I have a Mac and use an X-Rite ColorMunki -- it calibrates my monitors, printers, and projectors (if I owned any projectors).  Essentially it installs a driver which takes control of the graphics card so that it can control the monitor settings.  You connect the calibration tool, it performs a self-diagnostic and calibrates to a built-in color reference table.  You then place it on the center of your monitor and it has the computer run through each primary color (RGB) at every brightness level and compares it accuracy.  It then builds a color profile for your monitor.  The profile appears in the "System Preferences" -> "Displays" -> "Color" -- just as any standard display profile for a Mac.  Once the profile is created, the driver and tool are no longer needed (although they do recommend you re-calibrate from time to time since the colors on a monitor can change over time.)

At this point you can be reasonably sure that your monitor is "accurate" in it's rendering of colors.  

There are calibration tools that just calibrate monitors and don't deal with printers or projectors -- these will be less expensive.  

Even if you never print at home and always send out for printing, you still want to be aware of how printer profiles work.

Printer profiles are a bit different.  It's no so much a "printer" profile as it is a "printer / ink / paper" profile because the accuracy of the profile depends on all three of those things being the same.  If I change the photo-paper from one type to another then the color accuracy of the printer will be thrown and you'd need to re-calibrate for the new paper.  Same is true of changing the type of ink you use.  

The next point of confusion is ensuring that not only does the right profile get applied, but that it only gets applied once.  When you apply a printer profile to an image file, the image is essentially using false-colors (looking at it on your display will actually look wrong.)  But this is done because calibration of the printer was performed to determine that certain colors should be tweaked a bit in order to get them to turn out correct on the printed output.  For example:  maybe the printer over-saturates yellow... so the image might actually render a weaker value of yellow knowing that the printer will over-saturate it so that when the result is produced you'll actually get the color you want.

Imagine, however, that the lab doesn't know you've already applied a profile to the image and then they also apply the printer profile.  This would mean that your already altered color values would get altered a 2nd time.  At this point, you won't get the right output.

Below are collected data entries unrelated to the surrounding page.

use chrono::{DateTime, Days, NaiveDate, NaiveTime, Utc};
use sea_orm::{
    ActiveModelTrait, ColumnTrait, Condition, EntityTrait, PaginatorTrait, QueryFilter, QueryOrder,
    QuerySelect, Set, TransactionTrait, sea_query::LockType,
};
use uuid::Uuid;

use crate::{
    audit,
    dto::{
        admin::{InventoryAdjustRequest, LowStockList, LowStockSku, UpdateOrderStatusRequest},
        orders::{AdminOrderDetail, OrderList},
    },
    entity::{
        orders::{Column as OrderCol, Entity as Orders},
        product_skus::{ActiveModel as SkuActive, Entity as ProductSkus},
        users::Entity as Users,
    },
    error::{AppError, AppResult},
    middleware::auth::{AuthUser, ensure_admin},
    models::{Order, Sku, UserSummary},
    order_status::OrderStatus,
    response::{ApiResponse, Meta},
    routes::params::{AdminOrderQuery, LowStockQuery, SortOrder},
    services::order_service::{load_items, transition_order},
    state::AppState,
};

pub async fn list_all_orders(
    state: &AppState,
    user: &AuthUser,
    query: AdminOrderQuery,
) -> AppResult<ApiResponse<OrderList>> {
    ensure_admin(user)?;
    let (page, limit, offset) = query.pagination().normalize();

    let mut condition = Condition::all();
    if let Some(status) = query.status.as_deref().filter(|s| !s.is_empty()) {
        let status: OrderStatus = status.parse()?;
        condition = condition.add(OrderCol::Status.eq(status.as_str()));
    }
    if let Some(keyword) = query.keyword.as_deref().map(str::trim).filter(|s| !s.is_empty()) {
        condition = condition.add(OrderCol::OrderNo.contains(keyword));
    }
    if let Some(start) = query.start_date {
        condition = condition.add(OrderCol::CreatedAt.gte(day_start(start)));
    }
    if let Some(end) = query.end_date {
        // Inclusive of the whole end day.
        let next = end
            .checked_add_days(Days::new(1))
            .ok_or_else(|| AppError::BadRequest("end_date is out of range".into()))?;
        condition = condition.add(OrderCol::CreatedAt.lt(day_start(next)));
    }

    let mut finder = Orders::find().filter(condition);
    finder = match query.sort_order.unwrap_or(SortOrder::Desc) {
        SortOrder::Asc => finder.order_by_asc(OrderCol::CreatedAt),
        SortOrder::Desc => finder.order_by_desc(OrderCol::CreatedAt),
    };

    let total = finder.clone().count(&state.orm).await? as i64;
    let items = finder
        .limit(limit as u64)
        .offset(offset as u64)
        .all(&state.orm)
        .await?
        .into_iter()
        .map(Order::from)
        .collect();

    let meta = Meta::new(page, limit, total);
    Ok(ApiResponse::success("Orders", OrderList { items }, Some(meta)))
}

/// Midnight UTC at the start of `date`.
pub(crate) fn day_start(date: NaiveDate) -> DateTime<Utc> {
    date.and_time(NaiveTime::MIN).and_utc()
}

pub async fn get_order_admin(
    state: &AppState,
    user: &AuthUser,
    id: Uuid,
) -> AppResult<ApiResponse<AdminOrderDetail>> {
    ensure_admin(user)?;
    let order = Orders::find_by_id(id)
        .one(&state.orm)
        .await?
        .ok_or(AppError::NotFound)?;

    let items = load_items(&state.orm, order.id).await?;
    let buyer = Users::find_by_id(order.user_id)
        .one(&state.orm)
        .await?
        .map(UserSummary::from);

    Ok(ApiResponse::success(
        "Order found",
        AdminOrderDetail {
            order: order.into(),
            items,
            user: buyer,
        },
        Some(Meta::empty()),
    ))
}

pub async fn update_order_status(
    state: &AppState,
    user: &AuthUser,
    id: Uuid,
    payload: UpdateOrderStatusRequest,
) -> AppResult<ApiResponse<Order>> {
    ensure_admin(user)?;
    let target: OrderStatus = payload.status.trim().parse()?;

    let txn = state.orm.begin().await?;
    let order = transition_order(&txn, id, target, payload.remark).await?;
    txn.commit().await?;

    audit::record(
        &state.orm,
        user.user_id,
        "order_status_update",
        "orders",
        serde_json::json!({ "order_id": order.id, "status": order.status }),
    )
    .await;

    Ok(ApiResponse::success(
        "Order updated",
        order.into(),
        Some(Meta::empty()),
    ))
}

pub async fn list_low_stock(
    state: &AppState,
    user: &AuthUser,
    query: LowStockQuery,
) -> AppResult<ApiResponse<LowStockList>> {
    ensure_admin(user)?;
    let threshold = query
        .threshold
        .unwrap_or(state.config.low_stock_threshold)
        .max(0);
    let (page, limit, offset) = query.pagination().normalize();

    let items = sqlx::query_as::<_, LowStockSku>(
        r#"
        SELECT ps.id AS sku_id, p.id AS product_id, p.name AS product_name,
               ps.sku_code, ps.spec, ps.stock
        FROM product_skus ps
        JOIN products p ON p.id = ps.product_id
        WHERE ps.status = 1 AND p.status = 1 AND ps.stock < $1
        ORDER BY ps.stock ASC, p.name ASC, ps.id
        LIMIT $2 OFFSET $3
        "#,
    )
    .bind(threshold)
    .bind(limit)
    .bind(offset)
    .fetch_all(&state.pool)
    .await?;

    let (total,): (i64,) = sqlx::query_as(
        r#"
        SELECT COUNT(*)
        FROM product_skus ps
        JOIN products p ON p.id = ps.product_id
        WHERE ps.status = 1 AND p.status = 1 AND ps.stock < $1
        "#,
    )
    .bind(threshold)
    .fetch_one(&state.pool)
    .await?;

    let meta = Meta::new(page, limit, total);
    Ok(ApiResponse::success(
        "Low stock",
        LowStockList { threshold, items },
        Some(meta),
    ))
}

pub async fn adjust_inventory(
    state: &AppState,
    user: &AuthUser,
    sku_id: Uuid,
    payload: InventoryAdjustRequest,
) -> AppResult<ApiResponse<Sku>> {
    ensure_admin(user)?;
    if payload.delta == 0 {
        return Err(AppError::BadRequest("delta must not be 0".into()));
    }

    let txn = state.orm.begin().await?;
    let sku = ProductSkus::find_by_id(sku_id)
        .lock(LockType::Update)
        .one(&txn)
        .await?
        .ok_or(AppError::NotFound)?;

    let new_stock = sku
        .stock
        .checked_add(payload.delta)
        .filter(|stock| *stock >= 0)
        .ok_or_else(|| AppError::BadRequest("stock cannot be negative".into()))?;

    let previous = sku.stock;
    let mut active: SkuActive = sku.into();
    active.stock = Set(new_stock);
    active.updated_at = Set(Utc::now().into());
    let updated = active.update(&txn).await?;

    txn.commit().await?;

    tracing::info!(sku_id = %updated.id, previous, stock = new_stock, "inventory adjusted");
    audit::record(
        &state.orm,
        user.user_id,
        "inventory_adjust",
        "product_skus",
        serde_json::json!({ "sku_id": updated.id, "delta": payload.delta, "stock": new_stock }),
    )
    .await;

    Ok(ApiResponse::success(
        "Inventory updated",
        updated.into(),
        Some(Meta::empty()),
    ))
}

Basically either YOU need to apply the color profile for the printer/ink/paper being used OR THEY need to apply the color profile... but not both.

I use Aperture to do my image adjustments.  It knows the profile of my printer.  I can toggle on-screen proofing on and off.  If I turn it "on" (which means it shows the version of the image it intends to print -- these colors have been falsified to compensate for the printer/ink/paper combination I'm using) then I notice that all the reds get a bit lighter and more pale.  This tells me that the calibration tool realized that my reds are printing too dark and that it needed to lighten them up a bit so that once it prints, I get the correct values.

Keep in mind that when you view your prints, you need to be viewing them with DAYLIGHT BALANCED light otherwise it may appear "wrong" to your eye... even if it's actually correct.  I have one desk lamp that I can use for checking... all my other lights don't put out a daylight-balanced spectrum.


----------



## DiskoJoe

Know anything that would do this for pc?


----------



## The_Traveler

DiskoJoe said:


> Know anything that would do this for pc?



a selection of devices


----------



## ann

DiskoJoe said:


> Know anything that would do this for pc?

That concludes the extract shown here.